▸ Task brief: Please work out how many lines in the material contain "http" and give only that figure.

━━ Material for the task ━━

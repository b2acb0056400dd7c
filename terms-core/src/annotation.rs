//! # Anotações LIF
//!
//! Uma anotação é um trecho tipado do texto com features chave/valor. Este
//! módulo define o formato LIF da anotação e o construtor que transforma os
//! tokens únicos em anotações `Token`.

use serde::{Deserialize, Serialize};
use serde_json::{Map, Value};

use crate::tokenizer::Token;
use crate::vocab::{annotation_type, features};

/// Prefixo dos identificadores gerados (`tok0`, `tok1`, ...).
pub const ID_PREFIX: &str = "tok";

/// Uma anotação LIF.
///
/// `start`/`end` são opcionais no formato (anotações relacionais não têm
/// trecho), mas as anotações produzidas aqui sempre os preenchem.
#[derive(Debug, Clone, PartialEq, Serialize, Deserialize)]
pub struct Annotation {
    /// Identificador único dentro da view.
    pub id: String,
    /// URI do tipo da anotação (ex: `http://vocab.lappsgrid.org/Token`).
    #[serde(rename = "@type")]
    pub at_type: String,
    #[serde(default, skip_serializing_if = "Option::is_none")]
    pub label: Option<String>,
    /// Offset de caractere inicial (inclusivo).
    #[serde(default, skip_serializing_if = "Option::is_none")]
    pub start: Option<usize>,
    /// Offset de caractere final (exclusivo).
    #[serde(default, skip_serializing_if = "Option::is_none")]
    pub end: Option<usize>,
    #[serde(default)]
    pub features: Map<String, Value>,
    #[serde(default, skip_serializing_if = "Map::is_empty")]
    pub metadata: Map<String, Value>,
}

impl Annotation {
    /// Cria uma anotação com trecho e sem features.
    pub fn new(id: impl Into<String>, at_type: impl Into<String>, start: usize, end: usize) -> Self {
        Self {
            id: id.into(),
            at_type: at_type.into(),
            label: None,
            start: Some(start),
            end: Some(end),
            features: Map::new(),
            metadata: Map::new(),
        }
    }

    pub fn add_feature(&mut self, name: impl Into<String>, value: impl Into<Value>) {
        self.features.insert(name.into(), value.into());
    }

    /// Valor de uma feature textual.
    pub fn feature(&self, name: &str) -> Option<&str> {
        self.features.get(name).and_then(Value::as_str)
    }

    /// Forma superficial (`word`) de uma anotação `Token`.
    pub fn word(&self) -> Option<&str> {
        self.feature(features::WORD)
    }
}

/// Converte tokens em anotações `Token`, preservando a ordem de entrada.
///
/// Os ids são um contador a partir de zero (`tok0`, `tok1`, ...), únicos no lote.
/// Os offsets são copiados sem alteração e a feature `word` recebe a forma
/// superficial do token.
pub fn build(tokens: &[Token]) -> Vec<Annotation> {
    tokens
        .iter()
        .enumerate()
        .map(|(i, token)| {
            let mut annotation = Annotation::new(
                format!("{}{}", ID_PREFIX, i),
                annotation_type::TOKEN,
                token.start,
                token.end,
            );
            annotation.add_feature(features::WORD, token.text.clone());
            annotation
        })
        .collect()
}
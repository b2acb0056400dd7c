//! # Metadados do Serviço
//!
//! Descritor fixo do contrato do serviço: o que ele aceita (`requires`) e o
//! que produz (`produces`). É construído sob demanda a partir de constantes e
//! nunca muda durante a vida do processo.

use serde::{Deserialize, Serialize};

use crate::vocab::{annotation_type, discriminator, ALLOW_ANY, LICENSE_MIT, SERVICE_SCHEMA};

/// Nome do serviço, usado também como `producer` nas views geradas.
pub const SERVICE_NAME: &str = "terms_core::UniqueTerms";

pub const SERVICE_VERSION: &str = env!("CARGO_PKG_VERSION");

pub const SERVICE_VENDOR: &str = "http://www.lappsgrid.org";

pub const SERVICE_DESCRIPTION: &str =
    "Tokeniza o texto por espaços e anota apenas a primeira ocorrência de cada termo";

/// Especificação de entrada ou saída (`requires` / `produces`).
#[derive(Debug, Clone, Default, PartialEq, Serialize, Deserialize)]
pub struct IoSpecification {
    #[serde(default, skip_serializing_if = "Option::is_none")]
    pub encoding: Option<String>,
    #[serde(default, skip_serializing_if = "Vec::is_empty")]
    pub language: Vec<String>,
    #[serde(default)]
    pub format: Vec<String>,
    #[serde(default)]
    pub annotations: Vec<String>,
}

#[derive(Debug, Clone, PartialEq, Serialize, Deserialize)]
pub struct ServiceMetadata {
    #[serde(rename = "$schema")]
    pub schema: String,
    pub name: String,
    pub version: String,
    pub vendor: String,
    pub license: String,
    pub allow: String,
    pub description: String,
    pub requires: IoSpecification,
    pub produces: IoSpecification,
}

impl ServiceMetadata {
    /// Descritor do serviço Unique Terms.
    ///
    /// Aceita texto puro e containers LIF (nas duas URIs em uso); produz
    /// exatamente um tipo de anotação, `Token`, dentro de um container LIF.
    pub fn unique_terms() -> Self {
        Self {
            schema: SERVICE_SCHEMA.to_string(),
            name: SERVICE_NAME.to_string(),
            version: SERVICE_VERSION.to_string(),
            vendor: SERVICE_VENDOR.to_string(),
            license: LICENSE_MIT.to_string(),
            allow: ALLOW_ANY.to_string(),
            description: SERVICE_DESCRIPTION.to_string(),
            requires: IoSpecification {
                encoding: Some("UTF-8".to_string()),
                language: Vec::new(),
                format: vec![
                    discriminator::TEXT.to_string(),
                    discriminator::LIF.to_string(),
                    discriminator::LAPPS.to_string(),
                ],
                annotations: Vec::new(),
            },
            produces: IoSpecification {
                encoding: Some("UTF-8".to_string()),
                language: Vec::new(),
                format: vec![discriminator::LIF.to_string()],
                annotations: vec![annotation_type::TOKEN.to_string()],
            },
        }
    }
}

━━━

▸ Reply: 2